Within the entries below, the lines from the one with "assert_eq!(offsets, vec![0, 8, 16]);" through the one with "let next = reg.merge2(node, b.nil);" are to be set down exactly, both ends kept.

- Opening Delimiter -

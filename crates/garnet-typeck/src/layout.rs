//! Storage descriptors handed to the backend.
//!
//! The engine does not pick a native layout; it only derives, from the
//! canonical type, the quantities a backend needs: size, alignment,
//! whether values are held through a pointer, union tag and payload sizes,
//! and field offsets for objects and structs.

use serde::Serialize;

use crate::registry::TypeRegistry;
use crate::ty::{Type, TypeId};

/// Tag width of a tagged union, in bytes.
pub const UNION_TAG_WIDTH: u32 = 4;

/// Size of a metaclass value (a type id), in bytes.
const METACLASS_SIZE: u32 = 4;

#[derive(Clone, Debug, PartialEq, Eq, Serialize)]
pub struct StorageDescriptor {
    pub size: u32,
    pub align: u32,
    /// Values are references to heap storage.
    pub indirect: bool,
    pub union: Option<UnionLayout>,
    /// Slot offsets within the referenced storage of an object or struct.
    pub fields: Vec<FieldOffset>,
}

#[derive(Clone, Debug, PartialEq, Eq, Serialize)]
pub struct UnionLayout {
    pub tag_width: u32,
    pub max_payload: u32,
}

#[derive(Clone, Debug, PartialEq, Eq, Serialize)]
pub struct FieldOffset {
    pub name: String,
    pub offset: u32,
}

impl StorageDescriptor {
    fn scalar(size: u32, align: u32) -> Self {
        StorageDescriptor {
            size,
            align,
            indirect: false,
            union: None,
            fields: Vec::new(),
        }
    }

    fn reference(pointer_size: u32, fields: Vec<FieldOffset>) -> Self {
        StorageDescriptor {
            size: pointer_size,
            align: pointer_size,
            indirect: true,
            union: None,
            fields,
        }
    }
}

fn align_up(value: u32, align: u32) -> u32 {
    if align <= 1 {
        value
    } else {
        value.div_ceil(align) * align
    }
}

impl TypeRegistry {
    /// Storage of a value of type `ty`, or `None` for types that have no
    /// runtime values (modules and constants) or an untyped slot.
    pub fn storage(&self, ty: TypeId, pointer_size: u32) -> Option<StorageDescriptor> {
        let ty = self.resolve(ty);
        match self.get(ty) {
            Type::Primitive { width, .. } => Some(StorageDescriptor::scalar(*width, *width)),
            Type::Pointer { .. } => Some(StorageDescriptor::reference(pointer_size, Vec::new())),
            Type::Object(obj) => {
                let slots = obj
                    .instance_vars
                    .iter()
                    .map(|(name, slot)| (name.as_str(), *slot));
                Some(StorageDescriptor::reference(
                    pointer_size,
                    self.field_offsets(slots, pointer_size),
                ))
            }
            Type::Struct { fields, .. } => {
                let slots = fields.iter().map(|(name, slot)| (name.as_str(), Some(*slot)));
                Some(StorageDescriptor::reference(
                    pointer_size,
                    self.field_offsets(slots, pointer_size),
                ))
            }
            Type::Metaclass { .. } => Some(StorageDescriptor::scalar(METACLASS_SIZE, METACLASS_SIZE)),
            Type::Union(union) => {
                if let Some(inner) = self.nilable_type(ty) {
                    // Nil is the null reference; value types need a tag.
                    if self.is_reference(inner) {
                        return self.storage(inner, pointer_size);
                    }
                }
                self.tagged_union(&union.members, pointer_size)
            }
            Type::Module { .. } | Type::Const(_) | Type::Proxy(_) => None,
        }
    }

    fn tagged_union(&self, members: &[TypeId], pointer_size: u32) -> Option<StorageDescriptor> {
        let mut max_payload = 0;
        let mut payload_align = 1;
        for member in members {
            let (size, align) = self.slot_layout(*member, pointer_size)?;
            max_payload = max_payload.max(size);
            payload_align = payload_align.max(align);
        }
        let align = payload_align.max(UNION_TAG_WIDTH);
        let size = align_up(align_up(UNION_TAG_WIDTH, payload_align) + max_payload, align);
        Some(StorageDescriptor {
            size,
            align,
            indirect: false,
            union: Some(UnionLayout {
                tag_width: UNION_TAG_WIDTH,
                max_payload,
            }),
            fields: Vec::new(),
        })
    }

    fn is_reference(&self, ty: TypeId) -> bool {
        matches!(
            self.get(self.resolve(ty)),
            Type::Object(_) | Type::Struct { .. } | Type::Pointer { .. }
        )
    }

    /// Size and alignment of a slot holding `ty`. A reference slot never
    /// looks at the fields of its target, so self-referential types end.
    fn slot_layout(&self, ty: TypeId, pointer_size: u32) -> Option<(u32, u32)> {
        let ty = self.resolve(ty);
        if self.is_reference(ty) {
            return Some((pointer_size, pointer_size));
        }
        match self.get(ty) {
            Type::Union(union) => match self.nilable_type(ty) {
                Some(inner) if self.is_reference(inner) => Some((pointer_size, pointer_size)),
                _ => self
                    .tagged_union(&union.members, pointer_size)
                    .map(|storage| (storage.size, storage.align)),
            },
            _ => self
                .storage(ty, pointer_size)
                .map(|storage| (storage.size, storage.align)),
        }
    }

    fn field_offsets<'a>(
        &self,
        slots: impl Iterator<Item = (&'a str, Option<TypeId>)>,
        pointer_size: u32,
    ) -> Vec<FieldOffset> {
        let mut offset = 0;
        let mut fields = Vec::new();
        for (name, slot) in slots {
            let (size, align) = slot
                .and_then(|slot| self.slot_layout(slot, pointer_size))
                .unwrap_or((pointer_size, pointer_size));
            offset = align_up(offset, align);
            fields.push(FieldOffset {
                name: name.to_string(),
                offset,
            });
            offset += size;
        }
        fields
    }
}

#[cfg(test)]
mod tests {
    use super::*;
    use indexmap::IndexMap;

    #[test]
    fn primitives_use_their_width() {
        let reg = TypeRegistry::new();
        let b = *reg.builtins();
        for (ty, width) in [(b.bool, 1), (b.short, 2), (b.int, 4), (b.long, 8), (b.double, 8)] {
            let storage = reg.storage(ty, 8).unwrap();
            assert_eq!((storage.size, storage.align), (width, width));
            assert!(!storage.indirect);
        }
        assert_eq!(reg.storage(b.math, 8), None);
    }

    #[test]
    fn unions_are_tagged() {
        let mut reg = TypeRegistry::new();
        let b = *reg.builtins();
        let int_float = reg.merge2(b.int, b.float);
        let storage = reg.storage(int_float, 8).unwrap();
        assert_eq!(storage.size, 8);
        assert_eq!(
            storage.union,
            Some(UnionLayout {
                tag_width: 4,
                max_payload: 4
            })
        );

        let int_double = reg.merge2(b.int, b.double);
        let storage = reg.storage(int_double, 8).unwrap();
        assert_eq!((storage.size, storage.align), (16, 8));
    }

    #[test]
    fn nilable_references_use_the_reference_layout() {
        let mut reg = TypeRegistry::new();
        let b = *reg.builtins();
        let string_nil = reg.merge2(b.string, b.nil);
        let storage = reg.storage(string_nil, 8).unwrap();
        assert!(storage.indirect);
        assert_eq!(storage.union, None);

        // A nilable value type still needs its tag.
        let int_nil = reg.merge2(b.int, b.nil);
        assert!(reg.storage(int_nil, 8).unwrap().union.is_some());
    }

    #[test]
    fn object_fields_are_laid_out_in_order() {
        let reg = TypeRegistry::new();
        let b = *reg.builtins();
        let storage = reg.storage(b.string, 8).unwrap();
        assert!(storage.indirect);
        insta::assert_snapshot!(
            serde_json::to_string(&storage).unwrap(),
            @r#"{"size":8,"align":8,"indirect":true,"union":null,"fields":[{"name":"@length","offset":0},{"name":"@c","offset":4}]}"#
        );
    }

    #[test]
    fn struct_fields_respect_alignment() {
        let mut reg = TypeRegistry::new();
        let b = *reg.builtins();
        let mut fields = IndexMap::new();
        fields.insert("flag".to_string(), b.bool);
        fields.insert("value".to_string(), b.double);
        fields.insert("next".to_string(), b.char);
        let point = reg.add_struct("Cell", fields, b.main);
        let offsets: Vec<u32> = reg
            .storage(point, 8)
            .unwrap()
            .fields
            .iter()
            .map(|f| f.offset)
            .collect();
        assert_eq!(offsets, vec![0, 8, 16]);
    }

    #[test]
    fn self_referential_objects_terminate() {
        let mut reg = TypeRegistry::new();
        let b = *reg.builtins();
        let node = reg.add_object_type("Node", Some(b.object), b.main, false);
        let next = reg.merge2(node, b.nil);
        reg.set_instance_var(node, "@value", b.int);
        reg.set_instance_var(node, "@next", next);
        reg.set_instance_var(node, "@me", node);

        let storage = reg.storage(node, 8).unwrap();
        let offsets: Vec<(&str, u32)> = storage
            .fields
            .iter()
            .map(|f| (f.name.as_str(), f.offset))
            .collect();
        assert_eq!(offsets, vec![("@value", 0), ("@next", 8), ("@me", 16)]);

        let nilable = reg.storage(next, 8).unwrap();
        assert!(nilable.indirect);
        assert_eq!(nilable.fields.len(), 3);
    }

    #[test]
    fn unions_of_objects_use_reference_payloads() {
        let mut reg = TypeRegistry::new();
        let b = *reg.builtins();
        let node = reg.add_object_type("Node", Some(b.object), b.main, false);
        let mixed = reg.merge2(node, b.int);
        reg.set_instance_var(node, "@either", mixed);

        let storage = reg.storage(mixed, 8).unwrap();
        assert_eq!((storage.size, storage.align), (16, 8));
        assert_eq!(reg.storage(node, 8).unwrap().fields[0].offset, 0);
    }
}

- Closing Delimiter -

### OUTPUT OF THE TASK
        assert_eq!(offsets, vec![0, 8, 16]);
    }

    #[test]
    fn self_referential_objects_terminate() {
        let mut reg = TypeRegistry::new();
        let b = *reg.builtins();
        let node = reg.add_object_type("Node", Some(b.object), b.main, false);
        let next = reg.merge2(node, b.nil);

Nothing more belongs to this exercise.